--- Supplied records Enclosed Below ---
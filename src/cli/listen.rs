use std::io;

use anyhow::Result;
use clap::Args;
use tokio_stream::StreamExt;
use tracing::{info, instrument};

use crate::cli::command::FakeArgs;
use crate::cli::connect::{ConnectArgs, spawn_coordinator};
use crate::cli::ui::{Painter, SnapshotView};
use crate::cli::{OutputFormat, write_json_line};
use crate::coordinator::Snapshot;
use crate::error::InteractionError;

/// Arguments for the `listen` command.
#[derive(Debug, Args)]
pub struct ListenArgs {
    #[command(flatten)]
    connect: ConnectArgs,
    /// Stop once this many decoded updates have arrived. If omitted, listen until Ctrl+C.
    #[arg(long)]
    max_updates: Option<u64>,
}

impl ListenArgs {
    /// Creates listen arguments with an optional update limit.
    ///
    /// ```
    /// use hughes::{ConnectArgs, ListenArgs};
    ///
    /// let args = ListenArgs::new(ConnectArgs::new("WD_V6_01"), Some(10));
    /// let _ = args;
    /// ```
    #[must_use]
    pub fn new(connect: ConnectArgs, max_updates: Option<u64>) -> Self {
        Self {
            connect,
            max_updates,
        }
    }
}

/// Why a listen session ended.
#[derive(Debug, Clone, Copy, Eq, PartialEq, derive_more::Display)]
enum StopReason {
    #[display("reached {_0} update(s)")]
    ReachedLimit(u64),
    #[display("interrupted")]
    Interrupted,
    #[display("coordinator stopped")]
    CoordinatorStopped,
}

/// Executes the `listen` command.
#[instrument(skip_all, level = "info", fields(max_updates = ?args.max_updates, ?output_format))]
pub(crate) async fn run<W>(
    args: &ListenArgs,
    fake: Option<FakeArgs>,
    out: &mut W,
    painter: &Painter,
    output_format: OutputFormat,
) -> Result<()>
where
    W: io::Write,
{
    let coordinator = spawn_coordinator(&args.connect, fake).await?;
    let mut updates = coordinator.updates();
    let ctrl_c = tokio::signal::ctrl_c();
    tokio::pin!(ctrl_c);

    let outcome: Result<StopReason> = loop {
        tokio::select! {
            biased;
            signal = &mut ctrl_c => {
                break signal
                    .map(|()| StopReason::Interrupted)
                    .map_err(|source| InteractionError::CtrlC { source }.into());
            }
            next = updates.next() => {
                let Some(snapshot) = next else {
                    break Ok(StopReason::CoordinatorStopped);
                };
                if let Err(error) = render(out, &snapshot, painter, output_format) {
                    break Err(error);
                }
                if args
                    .max_updates
                    .is_some_and(|max_updates| snapshot.update_count() >= max_updates)
                {
                    break Ok(StopReason::ReachedLimit(snapshot.update_count()));
                }
            }
        }
    };

    coordinator.shutdown().await;
    let stop_reason = outcome?;
    info!(%stop_reason, "listen finished");

    if output_format == OutputFormat::Pretty {
        let stop_label = match stop_reason {
            StopReason::ReachedLimit(_) => painter.success(stop_reason.to_string()),
            StopReason::Interrupted | StopReason::CoordinatorStopped => {
                painter.warning(stop_reason.to_string())
            }
        };
        writeln!(out, "{} {stop_label}", painter.heading("Stopped:"))?;
    }

    Ok(())
}

fn render<W>(
    out: &mut W,
    snapshot: &Snapshot,
    painter: &Painter,
    output_format: OutputFormat,
) -> Result<()>
where
    W: io::Write,
{
    match output_format {
        OutputFormat::Pretty => {
            writeln!(out, "{}", SnapshotView::new(snapshot, painter))?;
            writeln!(out)?;
        }
        OutputFormat::Json => write_json_line(out, snapshot)?,
    }
    Ok(())
}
--- End of Enclosed Supplied records ---
# What is needed
Copy word for word the stretch of entries above from the line that has "#[arg(long)]" through the line that has "let coordinator = spawn_coordinator(&args.connect, fake).await?;", both ends included, and nothing outside it.

# Reply
    #[arg(long)]
    max_updates: Option<u64>,
}

impl ListenArgs {
    /// Creates listen arguments with an optional update limit.
    ///
    /// ```
    /// use hughes::{ConnectArgs, ListenArgs};
    ///
    /// let args = ListenArgs::new(ConnectArgs::new("WD_V6_01"), Some(10));
    /// let _ = args;
    /// ```
    #[must_use]
    pub fn new(connect: ConnectArgs, max_updates: Option<u64>) -> Self {
        Self {
            connect,
            max_updates,
        }
    }
}

/// Why a listen session ended.
#[derive(Debug, Clone, Copy, Eq, PartialEq, derive_more::Display)]
enum StopReason {
    #[display("reached {_0} update(s)")]
    ReachedLimit(u64),
    #[display("interrupted")]
    Interrupted,
    #[display("coordinator stopped")]
    CoordinatorStopped,
}

/// Executes the `listen` command.
#[instrument(skip_all, level = "info", fields(max_updates = ?args.max_updates, ?output_format))]
pub(crate) async fn run<W>(
    args: &ListenArgs,
    fake: Option<FakeArgs>,
    out: &mut W,
    painter: &Painter,
    output_format: OutputFormat,
) -> Result<()>
where
    W: io::Write,
{
    let coordinator = spawn_coordinator(&args.connect, fake).await?;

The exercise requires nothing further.